Boreyko, the Just Coffee representative, said that when Just Coffee was being proposed to the Kiosk, they needed to replace the existent brewing equipment that belongs to Starbucks. After speaking with the students, Hill offered them a donation to cover the cost of that equipment.
“I think [the College is] really receptive,” said Cate. “But I think they are sensitive to making these changes that students aren’t going to like. They are really sensitive to their role as customer service.”
Campus Dining Service representatives reiterated that desire to accomodate students’ requests.
“It’s an open door. Basically if people want something, we’ll try to do it,”
said Director of Marketing and Sustainability Ken Oldehoff. “We’re mostly about choice.”
Socially smarter investments
CIRC, a joint committee of faculty and students, has worked in past years to ensure that Vassar’s investments and investors also align with the College’s mission to promote social and environmental accountability.
“We’ve become the umbrella committee for all socially responsibile product initiatives on campus,” said CIRC student representative Adam Greenberg ’09. “Endowment and investment issues as well as other issues the community might be concerned about—like Kick Coke, for example.”
Last year CIRC, working in conjuction with the Trustee Investor Responsibility Committee, recommended a divestment resolution that prohibited direct investment in companies owned by the Sudanese government.
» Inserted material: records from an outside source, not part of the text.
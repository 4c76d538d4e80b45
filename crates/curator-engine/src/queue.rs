//! Durable, deduplicated FIFO task queue.
//!
//! Tasks are persisted as one ordered JSON list under a single state key
//! and read/replaced as a whole unit, so the queue survives a full restart
//! of the coordinator process. Enqueueing applies two ordered filters
//! against the **current persisted list** (not a snapshot from before the
//! triggering event):
//!
//! 1. Superseding rule — an `UnrollThread` task evicts any queued
//!    `DeleteBookmark` for the same target: the content-preserving action
//!    wins over the destructive one.
//! 2. Idempotence rule — any existing task with the same
//!    `(kind, target_id)` pair is removed before the new one is appended
//!    (last write wins; the identical action/target pair never runs twice).

use serde::{Deserialize, Serialize};
use tracing::{debug, warn};
use uuid::Uuid;

use curator_store::StateStore;

use crate::error::EngineResult;
use crate::workflow::ActionKind;

/// State key the task list is persisted under.
pub const TASKS_STATE_KEY: &str = "tasks";

/// A queued, not-yet-executed instance of an action bound to a target.
#[derive(Debug, Clone, PartialEq, Eq, Serialize, Deserialize)]
pub struct Task {
    /// Creation-time token; used only for removal, FIFO order comes from
    /// list position.
    pub id: String,
    pub kind: ActionKind,
    pub target_id: String,
}

impl Task {
    /// Create a task bound to `target_id`.
    pub fn new(kind: ActionKind, target_id: impl Into<String>) -> Self {
        Self {
            id: Uuid::now_v7().to_string(),
            kind,
            target_id: target_id.into(),
        }
    }
}

/// Persistent FIFO of pending tasks.
#[derive(Clone)]
pub struct TaskQueue {
    state: StateStore,
}

impl TaskQueue {
    /// Create a queue over the given state area.
    pub fn new(state: StateStore) -> Self {
        Self { state }
    }

    /// Append a task, applying the superseding and idempotence rules.
    pub async fn enqueue(&self, task: Task) -> EngineResult<()> {
        let mut tasks = self.load().await?;

        if task.kind == ActionKind::UnrollThread {
            tasks.retain(|t| {
                t.kind != ActionKind::DeleteBookmark || t.target_id != task.target_id
            });
        }
        tasks.retain(|t| t.kind != task.kind || t.target_id != task.target_id);

        debug!(task_id = %task.id, kind = %task.kind, target_id = %task.target_id, "task enqueued");
        tasks.push(task);
        self.save(&tasks).await
    }

    /// All pending tasks in insertion order (oldest first).
    pub async fn list(&self) -> EngineResult<Vec<Task>> {
        self.load().await
    }

    /// Remove a task by id.
    ///
    /// A missing id is a logged no-op — the task may already have been
    /// removed by a concurrent path.
    pub async fn remove(&self, id: &str) -> EngineResult<()> {
        let mut tasks = self.load().await?;
        let before = tasks.len();
        tasks.retain(|t| t.id != id);
        if tasks.len() == before {
            warn!(task_id = %id, "task not found on removal");
            return Ok(());
        }
        self.save(&tasks).await
    }

    async fn load(&self) -> EngineResult<Vec<Task>> {
        Ok(self
            .state
            .get_json(TASKS_STATE_KEY)
            .await?
            .unwrap_or_default())
    }

    async fn save(&self, tasks: &[Task]) -> EngineResult<()> {
        self.state.set_json(TASKS_STATE_KEY, &tasks).await?;
        Ok(())
    }
}

// ── tests ────────────────────────────────────────────────────────────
That resolution was adopted by the Vassar Board of Trustees on Oct. 14, 2006.
“The Board definitely cares about Vassar being a responsible investor,” said Greenberg. “At the end of the day Vassar needs the endowment to keep the College going, but we can’t support things that have a negative impact in the broader picture.”
Still, with groups such as Just Coffee and Kick Coke, it is students who are forming the personal, emotional connections to anti-corporate causes and following through to see them implemented.
“A lot of the resistance to this kind of corporate management comes from students who are skeptical and aren’t willing to give corporations the blank check that college administrators are,” said Nevarez. “Economists say markets work best when there’s good market information—this is customers, college students, demanding more inforation. That’s all to the good.”